A modeling-based framework to evaluate forgiveness of tuberculosis treatment in a BALB/c relapsing mouse model.

Abstract:

Tuberculosis (TB) remains a leading cause of death due to an infectious agent. Adherence to long and complex TB treatments is supported by methods including directly observed therapy. The negative impact of missed drug doses on clinical outcomes is well established, highlighting both the importance of adherence support and methods to quantify the ability of a regimen to continue exerting a biologic effect during gaps in dosing known as treatment “forgiveness.” To explore the value of the BALB/c relapsing mouse model of TB in evaluating treatment forgiveness, we assessed the impact of weekend dose holidays on the bactericidal efficacy, including CFU and RS ratio reduction and sterilizing efficacy, of RHZE/RH and BPaMZ. The cure/relapse data from this study, plus multiple historical studies, were used to identify a nonlinear mixed-effects Emax model that was then used to estimate time to cure 50% and derive time to cure 90% of mice (T90).

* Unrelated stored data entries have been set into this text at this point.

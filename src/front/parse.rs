//! The parser

use std::fmt::Debug;

use derive_more::derive::Display;

use crate::common::{id, Id};

use super::ast::*;
use super::lex::*;

#[derive(Display)]
#[display("Parse error: {}", self.0)]
pub struct ParseError(String);

impl Debug for ParseError {
    fn fmt(&self, f: &mut std::fmt::Formatter<'_>) -> std::fmt::Result {
        write!(f, "{self}")
    }
}

impl From<LexError> for ParseError {
    fn from(err: LexError) -> Self {
        ParseError(err.to_string())
    }
}

pub fn parse(input: &str) -> Result<Program, ParseError> {
    let mut lexer = Lexer::new(input);
    let mut tokens = Vec::new();
    while let Some(token) = lexer.next()? {
        tokens.push(token);
    }

    Parser { tokens, pos: 0 }.program()
}

struct Parser<'src> {
    tokens: Vec<Token<'src>>,
    pos: usize,
}

impl<'src> Parser<'src> {
    fn peek(&self) -> Option<TokenKind> {
        self.tokens.get(self.pos).map(|t| t.kind)
    }

    fn at(&self, kind: TokenKind) -> bool {
        self.peek() == Some(kind)
    }

    fn advance(&mut self) -> Option<Token<'src>> {
        let token = self.tokens.get(self.pos).copied();
        self.pos += 1;
        token
    }

    /// Consume the next token if it has the given kind.
    fn eat(&mut self, kind: TokenKind) -> bool {
        if self.at(kind) {
            self.pos += 1;
            true
        } else {
            false
        }
    }

    fn expect(&mut self, kind: TokenKind) -> Result<Token<'src>, ParseError> {
        match self.advance() {
            Some(token) if token.kind == kind => Ok(token),
            Some(token) => Err(ParseError(format!("expected '{kind}', found {token}"))),
            None => Err(ParseError(format!("expected '{kind}', found end of input"))),
        }
    }

    fn program(mut self) -> Result<Program, ParseError> {
        let mut decls = Vec::new();
        while let Some(kind) = self.peek() {
            match kind {
                TokenKind::Func => decls.push(Decl::Function(self.function()?)),
                TokenKind::Var => {
                    self.expect(TokenKind::Var)?;
                    decls.push(Decl::Globals(self.name_list()?));
                }
                TokenKind::Semi => {
                    self.pos += 1;
                }
                _ => {
                    let token = self.advance().unwrap();
                    return Err(ParseError(format!(
                        "expected a function or variable declaration, found {token}"
                    )));
                }
            }
        }
        Ok(Program { decls })
    }

    fn function(&mut self) -> Result<FuncDecl, ParseError> {
        self.expect(TokenKind::Func)?;
        let name = id(self.expect(TokenKind::Id)?.text);

        self.expect(TokenKind::LParen)?;
        let mut params = Vec::new();
        if !self.at(TokenKind::RParen) {
            params = self.name_list()?;
        }
        self.expect(TokenKind::RParen)?;

        let body = self.block()?;
        Ok(FuncDecl { name, params, body })
    }

    /// One or more comma-separated identifiers.
    fn name_list(&mut self) -> Result<Vec<Id>, ParseError> {
        let mut names = vec![id(self.expect(TokenKind::Id)?.text)];
        while self.eat(TokenKind::Comma) {
            names.push(id(self.expect(TokenKind::Id)?.text));
        }
        Ok(names)
    }

    fn block(&mut self) -> Result<Stmt, ParseError> {
        self.expect(TokenKind::LBrace)?;
        let mut stmts = Vec::new();
        while !self.eat(TokenKind::RBrace) {
            if self.eat(TokenKind::Semi) {
                continue;
            }
            if self.peek().is_none() {
                return Err(ParseError("unclosed block at end of input".to_string()));
            }
            stmts.push(self.stmt()?);
        }
        Ok(Stmt::Block(stmts))
    }

    fn stmt(&mut self) -> Result<Stmt, ParseError> {
        use TokenKind::*;

        match self.peek() {
            Some(LBrace) => self.block(),
            Some(Var) => {
                self.pos += 1;
                Ok(Stmt::Declare(self.name_list()?))
            }
            Some(Print) => {
                self.pos += 1;
                let mut items = vec![self.print_item()?];
                while self.eat(Comma) {
                    items.push(self.print_item()?);
                }
                Ok(Stmt::Print(items))
            }
            Some(Return) => {
                self.pos += 1;
                Ok(Stmt::Return(self.expr()?))
            }
            Some(If) => {
                self.pos += 1;
                let guard = self.relation()?;
                let tt = Box::new(self.stmt()?);
                let ff = if self.eat(Else) {
                    Some(Box::new(self.stmt()?))
                } else {
                    None
                };
                Ok(Stmt::If { guard, tt, ff })
            }
            Some(While) => {
                self.pos += 1;
                let guard = self.relation()?;
                let body = Box::new(self.stmt()?);
                Ok(Stmt::While { guard, body })
            }
            Some(Continue) => {
                self.pos += 1;
                Ok(Stmt::Continue)
            }
            Some(Id) => self.assignment(),
            Some(_) => {
                let token = self.advance().unwrap();
                Err(ParseError(format!("expected a statement, found {token}")))
            }
            None => Err(ParseError("expected a statement, found end of input".to_string())),
        }
    }

    fn assignment(&mut self) -> Result<Stmt, ParseError> {
        use TokenKind::*;

        let target = id(self.expect(Id)?.text);
        let op = match self.advance() {
            Some(token) => match token.kind {
                Assign => None,
                AddAssign => Some(BOp::Add),
                SubAssign => Some(BOp::Sub),
                MulAssign => Some(BOp::Mul),
                DivAssign => Some(BOp::Div),
                _ => {
                    return Err(ParseError(format!(
                        "expected an assignment operator, found {token}"
                    )))
                }
            },
            None => {
                return Err(ParseError(
                    "expected an assignment operator, found end of input".to_string(),
                ))
            }
        };
        let value = self.expr()?;
        Ok(Stmt::Assign { target, op, value })
    }

    fn print_item(&mut self) -> Result<PrintItem, ParseError> {
        if self.at(TokenKind::Str) {
            let token = self.advance().unwrap();
            // Strip the surrounding quotes; escapes stay as written and are
            // resolved by the assembler.
            let text = token.text[1..token.text.len() - 1].to_string();
            Ok(PrintItem::Text(text))
        } else {
            Ok(PrintItem::Value(self.expr()?))
        }
    }

    fn relation(&mut self) -> Result<Relation, ParseError> {
        use TokenKind::*;

        let lhs = self.expr()?;
        let op = match self.advance() {
            Some(token) => match token.kind {
                Eq => RelOp::Equal,
                Gt => RelOp::Greater,
                Lt => RelOp::Less,
                _ => {
                    return Err(ParseError(format!(
                        "expected '=', '<' or '>', found {token}"
                    )))
                }
            },
            None => {
                return Err(ParseError(
                    "expected a comparison, found end of input".to_string(),
                ))
            }
        };
        let rhs = self.expr()?;
        Ok(Relation { op, lhs, rhs })
    }

    // Expressions, loosest binding first: | then ^ then & then +- then */
    // then unary.

    fn expr(&mut self) -> Result<Expr, ParseError> {
        self.binary(0)
    }

    /// Parse a left-associative chain at the given precedence level.
    fn binary(&mut self, level: usize) -> Result<Expr, ParseError> {
        const LEVELS: [&[(TokenKind, BOp)]; 5] = [
            &[(TokenKind::Or, BOp::Or)],
            &[(TokenKind::Xor, BOp::Xor)],
            &[(TokenKind::And, BOp::And)],
            &[(TokenKind::Plus, BOp::Add), (TokenKind::Minus, BOp::Sub)],
            &[(TokenKind::Mul, BOp::Mul), (TokenKind::Div, BOp::Div)],
        ];

        if level == LEVELS.len() {
            return self.unary();
        }

        let mut lhs = self.binary(level + 1)?;
        'chain: loop {
            for (kind, op) in LEVELS[level] {
                if self.eat(*kind) {
                    let rhs = self.binary(level + 1)?;
                    lhs = Expr::BOp {
                        op: *op,
                        lhs: Box::new(lhs),
                        rhs: Box::new(rhs),
                    };
                    continue 'chain;
                }
            }
            return Ok(lhs);
        }
    }

    fn unary(&mut self) -> Result<Expr, ParseError> {
        let op = if self.eat(TokenKind::Minus) {
            UOp::Neg
        } else if self.eat(TokenKind::Tilde) {
            UOp::Not
        } else {
            return self.primary();
        };
        Ok(Expr::UOp {
            op,
            operand: Box::new(self.unary()?),
        })
    }

    fn primary(&mut self) -> Result<Expr, ParseError> {
        use TokenKind::*;

        match self.advance() {
            Some(token) if token.kind == Num => {
                let value = token
                    .text
                    .parse()
                    .map_err(|_| ParseError(format!("integer literal out of range: {}", token.text)))?;
                Ok(Expr::Const(value))
            }
            Some(token) if token.kind == Id => {
                let name = id(token.text);
                if self.eat(LParen) {
                    let mut args = Vec::new();
                    if !self.at(RParen) {
                        args.push(self.expr()?);
                        while self.eat(Comma) {
                            args.push(self.expr()?);
                        }
                    }
                    self.expect(RParen)?;
                    Ok(Expr::Call { callee: name, args })
                } else {
                    Ok(Expr::Var(name))
                }
            }
            Some(token) if token.kind == LParen => {
                let inner = self.expr()?;
                self.expect(RParen)?;
                Ok(inner)
            }
            Some(token) => Err(ParseError(format!("expected an expression, found {token}"))),
            None => Err(ParseError(
                "expected an expression, found end of input".to_string(),
            )),
        }
    }
}

#[cfg(test)]
mod tests {
    use super::*;

    fn tokens(input: &str) -> Vec<TokenKind> {
        let mut lexer = Lexer::new(input);
        let mut kinds = Vec::new();
        while let Some(token) = lexer.next().unwrap() {
            kinds.push(token.kind);
        }
        kinds
    }

    #[test]
    fn lexes_operators_and_keywords() {
        use TokenKind::*;
        assert_eq!(
            tokens("func f(x) { x := x + 1 }"),
            vec![Func, Id, LParen, Id, RParen, LBrace, Id, Assign, Id, Plus, Num, RBrace]
        );
        assert_eq!(tokens("x += 2 // comment"), vec![Id, AddAssign, Num]);
        assert_eq!(tokens(r#"print "a b", x"#), vec![Print, Str, Comma, Id]);
    }

    #[test]
    fn rejects_unknown_characters() {
        let mut lexer = Lexer::new("x ? y");
        assert!(lexer.next().unwrap().is_some());
        assert!(lexer.next().is_err());
    }

    #[test]
    fn parses_function_with_statements() {
        let program = parse(
            "func main() {\n\
                 var x; x := 7\n\
                 print \"answer\", x, x*6\n\
             }",
        )
        .unwrap();
        assert_eq!(program.decls.len(), 1);
        let Decl::Function(func) = &program.decls[0] else {
            panic!("expected a function");
        };
        assert_eq!(func.name.as_str(), "main");
        let Stmt::Block(stmts) = &func.body else {
            panic!("expected a block body");
        };
        assert_eq!(stmts.len(), 3);
        assert!(matches!(&stmts[2], Stmt::Print(items) if items.len() == 3));
    }

    #[test]
    fn multiplication_binds_tighter_than_addition() {
        let program = parse("func f(a, b) { return a + b * 2 }").unwrap();
        let Decl::Function(func) = &program.decls[0] else {
            panic!("expected a function");
        };
        let Stmt::Block(stmts) = &func.body else {
            panic!("expected a block body");
        };
        let Stmt::Return(Expr::BOp { op: BOp::Add, rhs, .. }) = &stmts[0] else {
            panic!("expected `return _ + _`");
        };
        assert!(matches!(**rhs, Expr::BOp { op: BOp::Mul, .. }));
    }

    #[test]
    fn parses_if_else_without_separators() {
        let program =
            parse("func h(a) { if a > 0 print \"pos\" else print \"nonpos\" return 0 }").unwrap();
        let Decl::Function(func) = &program.decls[0] else {
            panic!("expected a function");
        };
        let Stmt::Block(stmts) = &func.body else {
            panic!("expected a block body");
        };
        assert_eq!(stmts.len(), 2);
        assert!(matches!(&stmts[0], Stmt::If { ff: Some(_), .. }));
        assert!(matches!(&stmts[1], Stmt::Return(_)));
    }

    #[test]
    fn rejects_stray_tokens() {
        assert!(parse("func f() { return }").is_err());
        assert!(parse("x := 1").is_err());
    }
}
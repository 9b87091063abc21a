//! Common definitions that are shared between different parts of the compiler.

// Use sorted sets and maps for consistent output
pub use std::collections::{BTreeMap as Map, BTreeSet as Set};

/// Identifiers.
pub type Id = internment::Intern<String>;

/// Intern a piece of source text as an identifier.
pub fn id(text: &str) -> Id {
    Id::from_ref(text)
}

The expected time-dependent bactericidal activity and reductions in RS ratio were observed for both treatments, with more rapid decreases for the BPaMZ groups. The weekend dosing holiday significantly decreased reductions in lung CFU and RS ratio earlier in RHZE/RH treatment, but no such effect was observed for BPaMZ. Similarly, the predicted T90 was significantly greater for RHZE/RH (but not BPaMZ), with weekend doses omitted. No major drug exposure difference was observed between the two dosing schedules. Our results suggest that BPaMZ is more forgiving of missed doses than RHZE/RH and demonstrate the utility of this methodology to support the evaluation of TB treatment forgiveness.